The best known of these was George "Gabby" Hayes, who began his career in the 1920s playing villains at Mascot and Monogram, then grew a beard and took out his false teeth to play comedy in the 1930s with William Boyd in his Hopalong Cassidy pictures for Paramount. From these, Gabby went to Republic Pictures to team with Roy Rogers and Bill Elliott and do occasional appearances in more lavish Republic westerns like "Dark Command" with Walter Pigeon, John Wayne and Roy Rogers. He usually played a grizzled, cantankerous old codger who talked a lot.
Gabbys chief competitor was Lester (Smiley) Burnett. A friend and foil to Gene Autry on the "WLS National Barn Dance," he went into movies with him and appeared usually as "Frog Milhouse" in nearly all Autrys movies before 1942. When Autry went off to war, Smiley teamed with Charles Starrett, Allan (Rocky) Lane and Sunset Carson. A tubby man with a very flexible voice and the ability to play several instruments, he could bring both clowning and musical talent to his pictures. He wrote over 300 western songs. Although he retired when TV came along, he un-retired from 1964 to 1967 to play the railroad engineer Charlie Pratt on CBS-TVs "Petticoat Junction."
Raymond Hatton had a long and varied movie career. He appeared in silents as both a villain and a comic, was featured prominently in Cecil B. DeMille silents, and was sound sidekick to Buck Jones, Johnny Mack Brown and others. He also appeared as the comic character in "trigger trio" B-western series like The Three Mesquiteers and The Rough Riders. He usually played a wily, cynical character who was as capable with a six-gun as he was with a wisecrack.
Another veteran of silents was Al (Fuzzy) St. John, who started in Sennett comedies with his uncle Fatty Arbuckle. He did silent and sound short subjects until the 1930s when he was teamed with B-western second-rankers such as Bob Livingstone, Buster Crabbe and Al (Lash) LaRue. St. Johns tobacco-chewing, bearded character supplied superb physical comedy to boost many a routine oater. Just watching him mount or dismount from his calico pony was amusing.
A second "Fuzzy" Fuzzy Knight was also prominent. Educated in law at West Virginia, he became a musician, singer and bandleader before trying movies. He brought music and comedy relief to more than 200 westerns, teaming with such stars as Johnny Mack Brown and Tex Ritter among others. His character usually had a comic stammer and avoided physical action.
There were many other funny sidekicks, but most are forgotten today. Andy Clyde, Pat Brady, Andy Devine and Pat Buttram were the most notable because of later TV exposure but Cliff Edwards, Si Jenks, Roscoe Ates, Lee (Lasses) White and Max Terhune also deserve recognition. So do Chris-Pin Martin and Leo Carrillo, who both played Pancho for Cisco Kid westerns the B-western version of Sancho Panza.
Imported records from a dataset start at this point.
//! Shared engine harness for the integration tests.

#![allow(dead_code)]

use bridge_traits::playback::testing::{FakeFactory, FakeResource};
use bridge_traits::{ManualClock, MemorySettingsStore};
use core_playback::{PlaybackConfig, PlaybackEngine, Track};
use core_runtime::config::{CoreConfig, CoreConfigBuilder};
use core_runtime::events::{CoreEvent, PlaybackEvent, Receiver};
use std::sync::Arc;
use std::time::Duration;

pub const START_MILLIS: i64 = 1_700_000_000_000;

pub struct Harness {
    pub engine: PlaybackEngine,
    pub factory: Arc<FakeFactory>,
    pub store: Arc<MemorySettingsStore>,
    pub clock: Arc<ManualClock>,
    pub events: Receiver<CoreEvent>,
}

/// No pre-fetching and no default sleep timer, so tests only see the
/// resources they ask for.
pub fn quiet_config() -> PlaybackConfig {
    PlaybackConfig::default()
        .with_preload_window(0, 0)
        .with_default_sleep_timer(None)
}

pub fn queue(count: u32) -> Vec<Track> {
    (1..=count).map(Track::new).collect()
}

pub fn locator(id: u32) -> String {
    format!("link.{}.mp3", id)
}

pub struct HarnessBuilder {
    config: PlaybackConfig,
    store: Arc<MemorySettingsStore>,
    persistence: bool,
    configure: Box<dyn FnOnce(CoreConfigBuilder) -> CoreConfigBuilder>,
    factory: Arc<FakeFactory>,
}

impl HarnessBuilder {
    pub fn new() -> Self {
        Self {
            config: quiet_config(),
            store: Arc::new(MemorySettingsStore::new()),
            persistence: false,
            configure: Box::new(|core| core),
            factory: Arc::new(FakeFactory::new()),
        }
    }

    pub fn config(mut self, config: PlaybackConfig) -> Self {
        self.config = config;
        self
    }

    pub fn persistence(mut self, store: Arc<MemorySettingsStore>) -> Self {
        self.store = store;
        self.persistence = true;
        self
    }

    pub fn core(mut self, configure: impl FnOnce(CoreConfigBuilder) -> CoreConfigBuilder + 'static) -> Self {
        self.configure = Box::new(configure);
        self
    }

    /// Scripts resources for `locator` before anything is created.
    pub fn script(self, id: u32, script: impl Fn(&FakeResource) + Send + Sync + 'static) -> Self {
        self.factory.script(&locator(id), script);
        self
    }

    pub async fn start(self) -> Harness {
        let clock = Arc::new(ManualClock::at_millis(START_MILLIS));
        let core = (self.configure)(
            CoreConfig::builder()
                .resource_factory(self.factory.clone())
                .settings_store(self.store.clone())
                .clock(clock.clone())
                .enable_session_persistence(self.persistence),
        )
        .build()
        .unwrap();
        let mut engine = PlaybackEngine::builder(core)
            .config(self.config)
            .rng_seed(42)
            .build()
            .unwrap();
        let events = engine.subscribe();
        engine.start().await.unwrap();
        Harness {
            engine,
            factory: self.factory,
            store: self.store,
            clock,
            events,
        }
    }
}

pub async fn harness() -> Harness {
    HarnessBuilder::new().start().await
}

impl Harness {
    pub fn current(&self) -> Option<u32> {
        self.engine.current_track().map(|t| t.id.0)
    }

    /// Most recent resource created for track `id`.
    pub fn resource(&self, id: u32) -> Arc<FakeResource> {
        self.factory
            .for_locator(&locator(id))
            .last()
            .cloned()
            .unwrap()
    }

    /// Let timers due within `by` fire, then handle what they queued.
    pub async fn settle(&mut self, by: Duration) {
        tokio::time::sleep(by).await;
        self.engine.process_pending().await;
    }

    pub fn drain_events(&mut self) -> Vec<PlaybackEvent> {
        let mut seen = Vec::new();
        while let Ok(event) = self.events.try_recv() {
            if let CoreEvent::Playback(event) = event {
                seen.push(event);
            }
        }
        seen
    }

    /// `recoverable` flag of every error event published so far.
    pub fn drain_errors(&mut self) -> Vec<bool> {
        self.drain_events()
            .into_iter()
            .filter_map(|event| match event {
                PlaybackEvent::Error { recoverable, .. } => Some(recoverable),
                _ => None,
            })
            .collect()
    }
}
//! Network Monitoring Abstraction
//!
//! Provides connectivity status so the engine can hold retries while
//! offline and reload the current track when the connection comes back.

use crate::error::Result;

/// Network connection type
#[derive(Debug, Clone, Copy, PartialEq, Eq)]
pub enum NetworkType {
    Cellular,
    WiFi,
    Ethernet,
    Other,
}

/// Network connection status
#[derive(Debug, Clone, Copy, PartialEq, Eq)]
pub enum NetworkStatus {
    Connected,
    Disconnected,
    /// Connection status unknown or indeterminate
    Indeterminate,
}

/// Network information
#[derive(Debug, Clone)]
pub struct NetworkInfo {
    pub status: NetworkStatus,
    pub network_type: Option<NetworkType>,
    /// Whether the connection is metered (has data limits/costs)
    pub is_metered: bool,
}

impl NetworkInfo {
    pub fn online() -> Self {
        Self {
            status: NetworkStatus::Connected,
            network_type: None,
            is_metered: false,
        }
    }

    pub fn offline() -> Self {
        Self {
            status: NetworkStatus::Disconnected,
            network_type: None,
            is_metered: false,
        }
    }

    /// `Indeterminate` counts as online; the platform only reports
    /// disconnection when it is sure.
    pub fn is_online(&self) -> bool {
        !matches!(self.status, NetworkStatus::Disconnected)
    }
}

/// Network monitor trait
///
/// # Platform Support
///
/// - **Web**: `navigator.onLine` plus `online` / `offline` window events
/// - **Desktop**: System network APIs (NetworkManager, SystemConfiguration)
/// - **Mobile**: ConnectivityManager / Network framework
#[async_trait::async_trait]
pub trait NetworkMonitor: Send + Sync {
    /// Get current network information
    async fn get_network_info(&self) -> Result<NetworkInfo>;

    /// Check if currently connected to any network
    async fn is_connected(&self) -> bool {
        self.get_network_info()
            .await
            .map(|info| info.is_online())
            .unwrap_or(true)
    }

    /// Subscribe to network status changes
    ///
    /// Implementations emit an item whenever the status changes.
    async fn subscribe_changes(&self) -> Result<Box<dyn NetworkChangeStream>>;
}

/// Stream of network status changes
#[async_trait::async_trait]
pub trait NetworkChangeStream: Send {
    /// Get the next network info update; `None` once the source is gone.
    async fn next(&mut self) -> Option<NetworkInfo>;
}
A-westerns rarely used sidekicks, but there were comic supporting players. The best of these was unquestionably Walter Brennan, another actor who took out his teeth for comedy but who was also the first actor to win three Academy Awards. His best-remembered western comedy roles were as Groot the cook in "Red River" and Stumpy the cranky jail guard in "Rio Bravo" both with John Wayne.
Among other notable A-western comedy providers were Alan Hale, Guinn Williams, Chill Wills, Victor McLaglen, Arthur Hunnicutt and Slim Pickens.
All the sidekicks are gone now; but their contributions still linger in old movies run on TV and in the dimming memories of old men who laughed at their antics at long ago Saturday matinees.